Les banques africaines accélèrent leurs investissements en intelligence artificielle, mais près d’un tiers ne mesurent pas leur retour sur investissement. Un paradoxe révélateur des défis de gouvernance technologique du continent.

Alors que la transformation numérique s’accélère en Afrique, les établissements financiers du continent misent massivement sur l’IA pour moderniser leurs opérations. Une étude récente menée auprès de 277 dirigeants bancaires dans 37 pays africains révèle que 83,2% des banques prévoient d’augmenter leurs dépenses en IA au cours de l’année à venir. Pourtant, seulement 67,1% des institutions évaluent formellement le retour sur investissement (ROI) de ces technologies, et 82% des banques sans cadre ROI existentants envisagent malgré tout d’augmenter leurs budgets IA. Ces chiffres, issus d’une enquête réalisée par African Banker magazine en partenariat avec Backbase, spécialiste des plateformes bancaires intelligentes, soulignent un écart croissant entre les dépenses technologiques et leur justification financière.

Un décalage inquiétant entre investissements et mesure de performance

Le rapport met en lumière une tendance préoccupante : 82% des banques sans processus d’évaluation ROI prévoient d’augmenter leurs investissements en IA. Cette approche “tête baissée” contraste avec les bonnes pratiques de gestion financière, où l’expansion des budgets devrait normalement suivre la démonstration de résultats concrets. Les institutions qui mesurent effectivement leurs performances affichent pourtant des résultats probants : 85,1% de leurs projets IA atteignent ou dépassent les objectifs financiers initiaux, et plus de la moitié rapportent des rendements supérieurs aux attentes. Seuls 15% constatent un échec à délivrer la valeur promise.

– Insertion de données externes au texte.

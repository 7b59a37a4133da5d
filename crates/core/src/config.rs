//! 설정 관리 — loghive.toml 파싱 및 유효성 검증
//!
//! [`LoghiveConfig`]는 데몬이 읽는 통합 설정입니다. 각 섹션은
//! 담당 크레이트의 런타임 옵션으로 변환되어 전달됩니다.
//! `validate()`가 기동 전에 값 범위를 강제합니다 (보존 기간 최소 24시간 포함).

use chrono::Duration;
use serde::{Deserialize, Serialize};

use crate::error::ConfigError;

/// 보존 기간 하한 (시간). CLI 도움말이 약속하는 값을 코드에서도 강제합니다.
pub const MIN_RETENTION_HOURS: i64 = 24;

/// Loghive 통합 설정
#[derive(Debug, Clone, Serialize, Deserialize)]
#[serde(default)]
pub struct LoghiveConfig {
    /// 일반 설정
    pub general: GeneralConfig,
    /// 수집 설정
    pub ingest: IngestConfig,
    /// 인덱스 엔진 설정
    pub engine: EngineConfig,
    /// 쿼리 서버 설정
    pub query: QueryConfig,
    /// 진단 엔드포인트 설정
    pub diag: DiagConfig,
}

/// 일반 설정
#[derive(Debug, Clone, Serialize, Deserialize)]
#[serde(default)]
pub struct GeneralConfig {
    /// 로그 레벨 (trace, debug, info, warn, error)
    pub log_level: String,
    /// 로그 형식 (json, pretty)
    pub log_format: String,
    /// 인덱스 데이터 루트 디렉토리
    pub data_dir: String,
}

/// 수집 설정
#[derive(Debug, Clone, Serialize, Deserialize)]
#[serde(default)]
pub struct IngestConfig {
    /// TCP 수집기 바인드 주소. 비어 있으면 비활성화.
    pub tcp_bind: String,
    /// UDP 수집기 바인드 주소. 비어 있으면 비활성화.
    pub udp_bind: String,
    /// TLS 서버 인증서(PEM) 경로. 키와 함께 설정 시 상호 TLS 활성화.
    pub tls_cert: String,
    /// TLS 개인 키(PEM) 경로
    pub tls_key: String,
    /// 입력 형식 (syslog, json)
    pub input_format: String,
    /// TCP 프레이밍 방식 (syslog, octet-count)
    pub framing: String,
    /// 배치 크기 (이 개수만큼 모이면 플러시)
    pub batch_size: usize,
    /// 배치 타임아웃 (밀리초)
    pub batch_timeout_ms: u64,
    /// 인덱싱 대기 큐 상한 (배처 유입 채널 용량)
    pub max_pending: usize,
}

/// 인덱스 엔진 설정
#[derive(Debug, Clone, Serialize, Deserialize)]
#[serde(default)]
pub struct EngineConfig {
    /// 새 인덱스당 샤드 수
    pub num_shards: usize,
    /// 인덱스 파티션 폭 (시간)
    pub index_duration_hours: u64,
    /// 보존 기간 문자열 (예: "168h", "24h30m"). 최소 24시간.
    pub retention: String,
}

/// 쿼리 서버 설정
#[derive(Debug, Clone, Serialize, Deserialize)]
#[serde(default)]
pub struct QueryConfig {
    /// 라인 프로토콜 쿼리 서버 바인드 주소
    pub bind: String,
}

/// 진단 엔드포인트 설정
#[derive(Debug, Clone, Serialize, Deserialize)]
#[serde(default)]
pub struct DiagConfig {
    /// Prometheus 메트릭 바인드 주소. 비어 있으면 비활성화.
    pub bind: String,
}

impl Default for GeneralConfig {
    fn default() -> Self {
        Self {
            log_level: "info".to_owned(),
            log_format: "pretty".to_owned(),
            data_dir: "/var/lib/loghive".to_owned(),
        }
    }
}

impl Default for IngestConfig {
    fn default() -> Self {
        Self {
            tcp_bind: "127.0.0.1:5514".to_owned(),
            udp_bind: String::new(),
            tls_cert: String::new(),
            tls_key: String::new(),
            input_format: "syslog".to_owned(),
            framing: "syslog".to_owned(),
            batch_size: 300,
            batch_timeout_ms: 1000,
            max_pending: 1000,
        }
    }
}

impl Default for EngineConfig {
    fn default() -> Self {
        Self {
            num_shards: 16,
            index_duration_hours: 24,
            retention: "168h".to_owned(),
        }
    }
}

impl Default for QueryConfig {
    fn default() -> Self {
        Self {
            bind: "127.0.0.1:9950".to_owned(),
        }
    }
}

impl Default for DiagConfig {
    fn default() -> Self {
        Self {
            bind: String::new(),
        }
    }
}

impl Default for LoghiveConfig {
    fn default() -> Self {
        Self {
            general: GeneralConfig::default(),
            ingest: IngestConfig::default(),
            engine: EngineConfig::default(),
            query: QueryConfig::default(),
            diag: DiagConfig::default(),
        }
    }
}

impl LoghiveConfig {
    /// 설정값의 유효성을 검증합니다.
    pub fn validate(&self) -> Result<(), ConfigError> {
        const MAX_BATCH_SIZE: usize = 100_000;
        const MAX_PENDING: usize = 10_000_000;
        const MAX_BATCH_TIMEOUT_MS: u64 = 3_600_000;
        const MAX_NUM_SHARDS: usize = 1024;

        let ingest = &self.ingest;

        if ingest.batch_size == 0 || ingest.batch_size > MAX_BATCH_SIZE {
            return Err(ConfigError::InvalidValue {
                field: "ingest.batch_size".to_owned(),
                reason: format!("must be 1-{MAX_BATCH_SIZE}"),
            });
        }

        if ingest.batch_timeout_ms == 0 || ingest.batch_timeout_ms > MAX_BATCH_TIMEOUT_MS {
            return Err(ConfigError::InvalidValue {
                field: "ingest.batch_timeout_ms".to_owned(),
                reason: format!("must be 1-{MAX_BATCH_TIMEOUT_MS}"),
            });
        }

        if ingest.max_pending == 0 || ingest.max_pending > MAX_PENDING {
            return Err(ConfigError::InvalidValue {
                field: "ingest.max_pending".to_owned(),
                reason: format!("must be 1-{MAX_PENDING}"),
            });
        }

        match ingest.input_format.as_str() {
            "syslog" | "json" => {}
            other => {
                return Err(ConfigError::InvalidValue {
                    field: "ingest.input_format".to_owned(),
                    reason: format!("unsupported format '{other}', expected 'syslog' or 'json'"),
                });
            }
        }

        match ingest.framing.as_str() {
            "syslog" | "octet-count" => {}
            other => {
                return Err(ConfigError::InvalidValue {
                    field: "ingest.framing".to_owned(),
                    reason: format!(
                        "unsupported framing '{other}', expected 'syslog' or 'octet-count'"
                    ),
                });
            }
        }

        // TLS는 인증서와 키가 모두 있어야 활성화됩니다.
        if ingest.tls_cert.is_empty() != ingest.tls_key.is_empty() {
            return Err(ConfigError::InvalidValue {
                field: "ingest.tls_cert".to_owned(),
                reason: "tls_cert and tls_key must be set together".to_owned(),
            });
        }

        if self.engine.num_shards == 0 || self.engine.num_shards > MAX_NUM_SHARDS {
            return Err(ConfigError::InvalidValue {
                field: "engine.num_shards".to_owned(),
                reason: format!("must be 1-{MAX_NUM_SHARDS}"),
            });
        }

        if self.engine.index_duration_hours == 0 {
            return Err(ConfigError::InvalidValue {
                field: "engine.index_duration_hours".to_owned(),
                reason: "must be greater than 0".to_owned(),
            });
        }

        let retention = self.retention_period()?;
        if retention < Duration::hours(MIN_RETENTION_HOURS) {
            return Err(ConfigError::InvalidValue {
                field: "engine.retention".to_owned(),
                reason: "minimum retention is 24h".to_owned(),
            });
        }

        match self.general.log_format.as_str() {
            "json" | "pretty" => {}
            other => {
                return Err(ConfigError::InvalidValue {
                    field: "general.log_format".to_owned(),
                    reason: format!("unknown log format '{other}', expected 'json' or 'pretty'"),
                });
            }
        }

        Ok(())
    }

    /// 보존 기간 설정을 [`Duration`]으로 파싱합니다.
    pub fn retention_period(&self) -> Result<Duration, ConfigError> {
        parse_duration(&self.engine.retention).map_err(|reason| ConfigError::InvalidValue {
            field: "engine.retention".to_owned(),
            reason,
        })
    }

    /// 인덱스 파티션 폭을 [`Duration`]으로 반환합니다.
    pub fn index_duration(&self) -> Duration {
        Duration::hours(self.engine.index_duration_hours as i64)
    }
}

/// `168h`, `24h30m`, `90s` 형태의 기간 문자열을 파싱합니다.
///
/// 단위: `ms`, `s`, `m`, `h`. 여러 구간을 이어 쓸 수 있으며 합산됩니다.
pub fn parse_duration(input: &str) -> Result<Duration, String> {
    let s = input.trim();
    if s.is_empty() {
        return Err("empty duration".to_owned());
    }

    let mut total = Duration::zero();
    let mut chars = s.chars().peekable();

    while chars.peek().is_some() {
        let mut digits = String::new();
        while let Some(c) = chars.peek() {
            if c.is_ascii_digit() {
                digits.push(*c);
                chars.next();
            } else {
                break;
            }
        }
        if digits.is_empty() {
            return Err(format!("invalid duration '{input}': expected a number"));
        }
        let value: i64 = digits
            .parse()
            .map_err(|_| format!("invalid duration '{input}': number out of range"))?;

        let mut unit = String::new();
        while let Some(c) = chars.peek() {
            if c.is_ascii_alphabetic() {
                unit.push(*c);
                chars.next();
            } else {
                break;
            }
        }

        let span = match unit.as_str() {
            "ms" => Duration::milliseconds(value),
            "s" => Duration::seconds(value),
            "m" => Duration::minutes(value),
            "h" => Duration::hours(value),
            "" => return Err(format!("invalid duration '{input}': missing unit")),
            other => return Err(format!("invalid duration '{input}': unknown unit '{other}'")),
        };
        total += span;
    }

    Ok(total)
}

#[cfg(test)]
mod tests {
    use super::*;

    #[test]
    fn default_config_is_valid() {
        let config = LoghiveConfig::default();
        config.validate().unwrap();
    }

    #[test]
    fn parse_duration_single_unit() {
        assert_eq!(parse_duration("168h").unwrap(), Duration::hours(168));
        assert_eq!(parse_duration("90s").unwrap(), Duration::seconds(90));
        assert_eq!(parse_duration("500ms").unwrap(), Duration::milliseconds(500));
    }

    #[test]
    fn parse_duration_compound() {
        assert_eq!(
            parse_duration("24h30m").unwrap(),
            Duration::hours(24) + Duration::minutes(30)
        );
    }

    #[test]
    fn parse_duration_rejects_garbage() {
        assert!(parse_duration("").is_err());
        assert!(parse_duration("h").is_err());
        assert!(parse_duration("10").is_err());
        assert!(parse_duration("10d").is_err());
        assert!(parse_duration("ten hours").is_err());
    }

    #[test]
    fn validate_enforces_retention_minimum() {
        let mut config = LoghiveConfig::default();
        config.engine.retention = "23h".to_owned();
        let err = config.validate().unwrap_err();
        assert!(err.to_string().contains("24h"));

        config.engine.retention = "24h".to_owned();
        config.validate().unwrap();
    }

    #[test]
    fn validate_rejects_zero_batch_size() {
        let mut config = LoghiveConfig::default();
        config.ingest.batch_size = 0;
        assert!(config.validate().is_err());
    }

    #[test]
    fn validate_rejects_unknown_format() {
        let mut config = LoghiveConfig::default();
        config.ingest.input_format = "cef".to_owned();
        assert!(config.validate().is_err());
    }

    #[test]
    fn validate_rejects_unknown_framing() {
        let mut config = LoghiveConfig::default();
        config.ingest.framing = "newline".to_owned();
        assert!(config.validate().is_err());
    }

    #[test]
    fn validate_rejects_lonely_tls_cert() {
        let mut config = LoghiveConfig::default();
        config.ingest.tls_cert = "/etc/loghive/server.pem".to_owned();
        assert!(config.validate().is_err());

        config.ingest.tls_key = "/etc/loghive/server.key".to_owned();
        config.validate().unwrap();
    }

    #[test]
    fn validate_rejects_zero_shards() {
        let mut config = LoghiveConfig::default();
        config.engine.num_shards = 0;
        assert!(config.validate().is_err());
    }

    #[test]
    fn index_duration_from_hours() {
        let mut config = LoghiveConfig::default();
        config.engine.index_duration_hours = 6;
        assert_eq!(config.index_duration(), Duration::hours(6));
    }

    #[test]
    fn config_roundtrips_through_serde() {
        let config = LoghiveConfig::default();
        let json = serde_json::to_string(&config).unwrap();
        let back: LoghiveConfig = serde_json::from_str(&json).unwrap();
        assert_eq!(back.ingest.batch_size, config.ingest.batch_size);
        assert_eq!(back.engine.retention, config.engine.retention);
    }

    #[test]
    fn partial_config_fills_defaults() {
        // 섹션과 필드가 일부만 있어도 나머지는 기본값이 적용되어야 함
        let parsed: LoghiveConfig =
            serde_json::from_str(r#"{"engine": {"num_shards": 4}}"#).unwrap();
        assert_eq!(parsed.engine.num_shards, 4);
        assert_eq!(parsed.engine.retention, "168h");
        assert_eq!(parsed.ingest.batch_size, 300);
    }
}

L’architecture legacy, frein majeur à l’innovation

Parmi les obstacles internes identifiés, l’intégration avec les systèmes existants arrive en tête des préoccupations, citée par la moitié des répondants. Un paradoxe persiste : 55,7% de chaque dollar IT est consacré à l’entretien des systèmes legacy, alors que près de la moitié des répondants jugent ces mêmes infrastructures capables de supporter l’IA. Cette situation crée un potentiel “angle mort” stratégique, selon les auteurs du rapport.

Aymen Daoud, Vice-Président Régional Afrique chez Backbase, résume la situation : « Les banques africaines n’ont pas un problème d’IA, mais un problème d’architecture. Celles qui traiteront l’intégration comme la priorité avant le déploiement à grande échelle dépenseront moins, se conformeront plus facilement et resteront compétitives lorsque les modèles actuels seront remplacés par la prochaine génération. »

La gouvernance de l’IA : un défi organisationnel

L’étude révèle des disparités surprenantes dans la mesure du ROI selon les services : les départements financiers (82%) et technologiques (63,1%) sont les plus rigoureux, tandis que la direction générale ne l’évalue qu’à 50% et les équipes risques/compliance seulement à 48,1%. Paradoxalement, ces derniers sont pourtant en première ligne pour implémenter les systèmes d’IA.

Un autre enseignement clé concerne le choix entre solutions internes et partenariats externes : les banques travaillant avec des fournisseurs tiers mesurent leur ROI à 71,7%, contre seulement 31% pour celles développant leurs solutions en interne. Cette différence significative, qualifiée de « prime du partenaire », suggère que les collaborations externes favorisent une meilleure discipline financière.

Des cas d’usage prometteurs malgré les défis

Parmi les applications les plus impactantes de l’IA dans le secteur bancaire africain figurent :

  • La détection des fraudes et la surveillance des transactions
  • L’évaluation du crédit pour les clients « thin-file » (peu d’historique financier)
  • Les solutions alternatives pour l’inclusion financière

Ces applications pourraient jouer un rôle clé dans l’intégration des populations non bancarisées de l’Afrique subsaharienne au système financier formel.

Perspectives : un optimisme prudent

Malgré ces défis, 86,9% des répondants se déclarent positifs ou très positifs sur le rôle de l’IA dans la banque africaine pour les deux prochaines années. Cette confiance s’explique par le potentiel démontré de l’IA pour résoudre des problèmes concrets, à condition que les banques adoptent une approche plus rigoureuse de gouvernance technologique et d’évaluation des performances.

L’étude souligne ainsi l’importance cruciale pour les institutions financières africaines de combiner innovation technologique et discipline financière, afin de transformer l’essai de leurs investissements massifs en IA.